____ RECORDS FOR THE TASK
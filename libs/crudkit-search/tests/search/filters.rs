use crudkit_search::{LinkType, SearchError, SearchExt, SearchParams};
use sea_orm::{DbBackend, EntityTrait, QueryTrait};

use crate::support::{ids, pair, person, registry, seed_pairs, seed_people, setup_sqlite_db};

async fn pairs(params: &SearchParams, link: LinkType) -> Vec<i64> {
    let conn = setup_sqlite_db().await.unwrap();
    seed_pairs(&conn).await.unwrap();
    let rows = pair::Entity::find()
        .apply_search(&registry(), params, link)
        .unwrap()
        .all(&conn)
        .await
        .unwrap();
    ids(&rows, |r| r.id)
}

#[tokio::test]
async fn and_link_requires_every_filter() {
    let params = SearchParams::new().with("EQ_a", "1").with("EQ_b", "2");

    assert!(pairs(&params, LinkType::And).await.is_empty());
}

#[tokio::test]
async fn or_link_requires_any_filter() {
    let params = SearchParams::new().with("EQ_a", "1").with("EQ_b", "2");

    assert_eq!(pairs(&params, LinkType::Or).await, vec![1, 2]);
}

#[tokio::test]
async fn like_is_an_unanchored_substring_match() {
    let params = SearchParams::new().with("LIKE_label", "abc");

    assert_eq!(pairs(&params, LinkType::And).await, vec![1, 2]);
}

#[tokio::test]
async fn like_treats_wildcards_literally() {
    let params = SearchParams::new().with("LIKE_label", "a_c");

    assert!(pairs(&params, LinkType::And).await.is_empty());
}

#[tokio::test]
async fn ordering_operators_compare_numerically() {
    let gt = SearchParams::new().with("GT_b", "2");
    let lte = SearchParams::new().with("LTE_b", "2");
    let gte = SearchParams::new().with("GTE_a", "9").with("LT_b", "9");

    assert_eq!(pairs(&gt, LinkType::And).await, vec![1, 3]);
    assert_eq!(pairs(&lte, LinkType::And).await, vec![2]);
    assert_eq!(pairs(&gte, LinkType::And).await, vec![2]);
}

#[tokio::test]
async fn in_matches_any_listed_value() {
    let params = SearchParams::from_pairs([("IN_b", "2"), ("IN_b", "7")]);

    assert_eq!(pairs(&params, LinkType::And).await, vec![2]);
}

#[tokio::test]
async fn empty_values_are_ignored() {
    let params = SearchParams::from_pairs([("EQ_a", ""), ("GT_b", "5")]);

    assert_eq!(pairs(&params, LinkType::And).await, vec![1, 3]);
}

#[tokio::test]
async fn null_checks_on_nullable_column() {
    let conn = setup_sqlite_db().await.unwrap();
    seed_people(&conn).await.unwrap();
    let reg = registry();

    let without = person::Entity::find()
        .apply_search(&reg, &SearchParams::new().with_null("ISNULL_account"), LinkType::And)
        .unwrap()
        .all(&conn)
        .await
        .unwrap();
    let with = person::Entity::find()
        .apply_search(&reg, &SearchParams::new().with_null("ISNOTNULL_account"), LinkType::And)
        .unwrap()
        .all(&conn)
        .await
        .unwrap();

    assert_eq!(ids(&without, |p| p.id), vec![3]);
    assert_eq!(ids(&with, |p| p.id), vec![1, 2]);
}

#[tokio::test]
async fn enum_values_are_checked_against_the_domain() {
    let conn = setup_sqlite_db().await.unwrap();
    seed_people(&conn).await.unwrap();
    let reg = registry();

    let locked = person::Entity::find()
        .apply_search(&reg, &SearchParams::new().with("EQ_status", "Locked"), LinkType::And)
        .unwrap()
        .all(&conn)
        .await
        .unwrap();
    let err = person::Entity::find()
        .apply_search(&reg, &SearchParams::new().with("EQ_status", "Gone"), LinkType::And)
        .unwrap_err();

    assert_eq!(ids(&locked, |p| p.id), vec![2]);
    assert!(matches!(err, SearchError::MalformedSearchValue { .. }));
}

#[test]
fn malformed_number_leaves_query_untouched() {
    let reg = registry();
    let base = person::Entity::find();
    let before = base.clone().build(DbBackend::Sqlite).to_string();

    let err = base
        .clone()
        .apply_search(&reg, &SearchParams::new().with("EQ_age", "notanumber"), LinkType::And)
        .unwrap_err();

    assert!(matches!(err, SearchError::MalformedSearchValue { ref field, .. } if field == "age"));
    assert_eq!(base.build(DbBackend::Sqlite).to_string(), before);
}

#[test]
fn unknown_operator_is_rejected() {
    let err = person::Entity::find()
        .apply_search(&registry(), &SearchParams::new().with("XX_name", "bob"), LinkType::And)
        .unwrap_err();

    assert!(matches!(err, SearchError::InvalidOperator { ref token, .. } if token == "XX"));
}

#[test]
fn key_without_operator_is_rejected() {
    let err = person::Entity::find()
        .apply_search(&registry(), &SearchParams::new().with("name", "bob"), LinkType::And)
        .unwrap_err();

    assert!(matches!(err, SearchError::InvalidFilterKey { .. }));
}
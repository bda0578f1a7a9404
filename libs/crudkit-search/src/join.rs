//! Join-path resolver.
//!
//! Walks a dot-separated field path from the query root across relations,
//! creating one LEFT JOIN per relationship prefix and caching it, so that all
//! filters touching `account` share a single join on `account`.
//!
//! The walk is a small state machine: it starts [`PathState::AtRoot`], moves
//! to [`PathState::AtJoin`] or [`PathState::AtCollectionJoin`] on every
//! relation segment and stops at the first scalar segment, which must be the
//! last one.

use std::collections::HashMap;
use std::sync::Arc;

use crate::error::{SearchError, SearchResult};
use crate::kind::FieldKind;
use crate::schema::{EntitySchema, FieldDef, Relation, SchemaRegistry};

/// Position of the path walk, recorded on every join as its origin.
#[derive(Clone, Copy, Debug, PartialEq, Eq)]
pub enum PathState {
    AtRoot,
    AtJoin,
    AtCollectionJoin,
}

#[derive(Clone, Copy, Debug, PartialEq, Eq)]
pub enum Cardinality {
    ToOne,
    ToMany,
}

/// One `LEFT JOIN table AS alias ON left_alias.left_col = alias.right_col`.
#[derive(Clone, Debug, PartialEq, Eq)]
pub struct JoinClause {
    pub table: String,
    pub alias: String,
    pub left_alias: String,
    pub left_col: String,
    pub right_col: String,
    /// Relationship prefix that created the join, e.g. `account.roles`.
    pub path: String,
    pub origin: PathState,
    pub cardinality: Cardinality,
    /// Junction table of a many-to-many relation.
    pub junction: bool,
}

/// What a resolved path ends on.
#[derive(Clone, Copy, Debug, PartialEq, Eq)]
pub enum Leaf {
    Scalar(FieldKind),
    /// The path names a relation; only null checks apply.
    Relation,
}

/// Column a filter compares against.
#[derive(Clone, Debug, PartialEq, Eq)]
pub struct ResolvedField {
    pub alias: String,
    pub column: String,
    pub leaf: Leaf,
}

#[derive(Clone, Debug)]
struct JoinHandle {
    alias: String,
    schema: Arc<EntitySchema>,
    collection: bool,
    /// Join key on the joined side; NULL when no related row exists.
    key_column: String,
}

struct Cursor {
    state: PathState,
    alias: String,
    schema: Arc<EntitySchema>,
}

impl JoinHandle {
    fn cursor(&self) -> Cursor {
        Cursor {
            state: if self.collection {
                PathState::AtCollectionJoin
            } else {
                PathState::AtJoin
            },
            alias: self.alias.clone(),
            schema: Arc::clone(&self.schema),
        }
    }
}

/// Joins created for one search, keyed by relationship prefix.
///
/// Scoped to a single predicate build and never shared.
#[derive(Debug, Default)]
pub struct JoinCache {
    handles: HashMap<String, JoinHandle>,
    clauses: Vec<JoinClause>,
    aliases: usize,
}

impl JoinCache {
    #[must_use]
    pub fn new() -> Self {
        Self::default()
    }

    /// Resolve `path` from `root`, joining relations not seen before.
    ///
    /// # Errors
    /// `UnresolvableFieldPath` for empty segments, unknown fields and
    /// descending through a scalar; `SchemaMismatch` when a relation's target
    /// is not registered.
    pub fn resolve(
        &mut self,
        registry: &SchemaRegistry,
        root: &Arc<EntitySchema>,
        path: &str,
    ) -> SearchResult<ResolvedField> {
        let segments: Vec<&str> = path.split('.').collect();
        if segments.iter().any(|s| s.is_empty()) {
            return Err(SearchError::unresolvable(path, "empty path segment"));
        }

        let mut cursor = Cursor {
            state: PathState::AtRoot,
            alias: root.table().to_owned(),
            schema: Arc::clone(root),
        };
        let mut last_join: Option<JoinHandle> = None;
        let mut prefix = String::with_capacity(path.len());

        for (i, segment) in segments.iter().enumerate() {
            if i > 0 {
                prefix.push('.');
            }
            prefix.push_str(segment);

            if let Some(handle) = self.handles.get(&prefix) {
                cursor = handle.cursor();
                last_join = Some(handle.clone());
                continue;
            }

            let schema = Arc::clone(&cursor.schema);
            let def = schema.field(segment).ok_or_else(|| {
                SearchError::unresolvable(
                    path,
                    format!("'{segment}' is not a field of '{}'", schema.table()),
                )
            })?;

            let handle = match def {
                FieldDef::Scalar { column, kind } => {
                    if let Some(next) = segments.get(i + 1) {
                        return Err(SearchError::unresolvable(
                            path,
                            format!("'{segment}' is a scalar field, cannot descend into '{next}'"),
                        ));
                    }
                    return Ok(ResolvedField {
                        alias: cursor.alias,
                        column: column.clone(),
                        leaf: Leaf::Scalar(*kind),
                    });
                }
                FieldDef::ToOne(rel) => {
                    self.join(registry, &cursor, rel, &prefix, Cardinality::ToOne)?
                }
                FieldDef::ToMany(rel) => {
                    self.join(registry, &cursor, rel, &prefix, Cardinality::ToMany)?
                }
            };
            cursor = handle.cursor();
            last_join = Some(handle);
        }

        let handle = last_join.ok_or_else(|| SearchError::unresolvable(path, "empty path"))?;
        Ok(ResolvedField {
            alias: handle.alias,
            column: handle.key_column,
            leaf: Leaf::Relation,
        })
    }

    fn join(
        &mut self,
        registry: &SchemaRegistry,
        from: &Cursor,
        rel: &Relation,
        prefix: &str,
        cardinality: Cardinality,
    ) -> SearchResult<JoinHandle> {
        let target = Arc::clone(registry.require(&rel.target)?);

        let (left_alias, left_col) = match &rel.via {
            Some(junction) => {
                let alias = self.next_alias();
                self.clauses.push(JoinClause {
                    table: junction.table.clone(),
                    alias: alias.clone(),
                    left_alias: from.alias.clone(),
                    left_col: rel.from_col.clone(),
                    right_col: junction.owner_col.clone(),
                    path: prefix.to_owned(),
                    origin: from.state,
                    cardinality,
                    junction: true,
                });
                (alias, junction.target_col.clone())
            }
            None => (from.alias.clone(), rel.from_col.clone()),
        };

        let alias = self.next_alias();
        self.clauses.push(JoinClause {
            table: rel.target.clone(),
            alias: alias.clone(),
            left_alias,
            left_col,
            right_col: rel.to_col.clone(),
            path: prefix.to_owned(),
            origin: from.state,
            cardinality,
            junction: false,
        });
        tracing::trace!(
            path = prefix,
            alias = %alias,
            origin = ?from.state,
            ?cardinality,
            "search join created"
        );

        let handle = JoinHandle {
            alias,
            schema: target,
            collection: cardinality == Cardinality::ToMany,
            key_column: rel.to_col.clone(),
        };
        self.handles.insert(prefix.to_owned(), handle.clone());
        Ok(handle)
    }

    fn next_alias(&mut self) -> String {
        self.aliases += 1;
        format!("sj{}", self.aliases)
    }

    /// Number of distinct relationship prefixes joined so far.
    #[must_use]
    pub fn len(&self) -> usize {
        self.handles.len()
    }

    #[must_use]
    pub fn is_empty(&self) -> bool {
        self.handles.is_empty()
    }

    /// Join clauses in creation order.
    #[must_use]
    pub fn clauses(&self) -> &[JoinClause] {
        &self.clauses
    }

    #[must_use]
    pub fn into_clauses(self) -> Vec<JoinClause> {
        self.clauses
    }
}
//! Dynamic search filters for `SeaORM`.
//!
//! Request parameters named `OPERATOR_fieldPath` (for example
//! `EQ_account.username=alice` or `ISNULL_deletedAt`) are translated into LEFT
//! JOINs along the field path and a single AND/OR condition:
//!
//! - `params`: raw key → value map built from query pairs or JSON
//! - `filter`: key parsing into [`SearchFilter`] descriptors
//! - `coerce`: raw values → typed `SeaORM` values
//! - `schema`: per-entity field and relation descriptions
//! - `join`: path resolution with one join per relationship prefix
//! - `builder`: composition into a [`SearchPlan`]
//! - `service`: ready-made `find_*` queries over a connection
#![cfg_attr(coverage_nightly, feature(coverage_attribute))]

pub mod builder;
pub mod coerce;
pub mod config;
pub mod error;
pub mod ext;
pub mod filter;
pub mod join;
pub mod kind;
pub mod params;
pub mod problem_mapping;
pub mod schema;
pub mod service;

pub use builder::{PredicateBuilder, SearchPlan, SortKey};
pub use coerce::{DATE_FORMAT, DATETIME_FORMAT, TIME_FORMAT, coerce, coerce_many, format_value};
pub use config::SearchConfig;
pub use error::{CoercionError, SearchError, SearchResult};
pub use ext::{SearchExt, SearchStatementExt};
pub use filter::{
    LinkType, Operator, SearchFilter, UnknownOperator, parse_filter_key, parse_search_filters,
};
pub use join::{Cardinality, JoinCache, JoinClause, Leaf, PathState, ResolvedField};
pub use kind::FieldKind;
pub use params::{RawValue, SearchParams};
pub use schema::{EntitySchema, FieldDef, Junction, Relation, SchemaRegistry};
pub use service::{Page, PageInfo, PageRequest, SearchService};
________
**TASK BRIEF**:
"rows" is the word to look for; copy every line of the data that has it.

**TASK RESULT**:
    let rows = pair::Entity::find()
    ids(&rows, |r| r.id)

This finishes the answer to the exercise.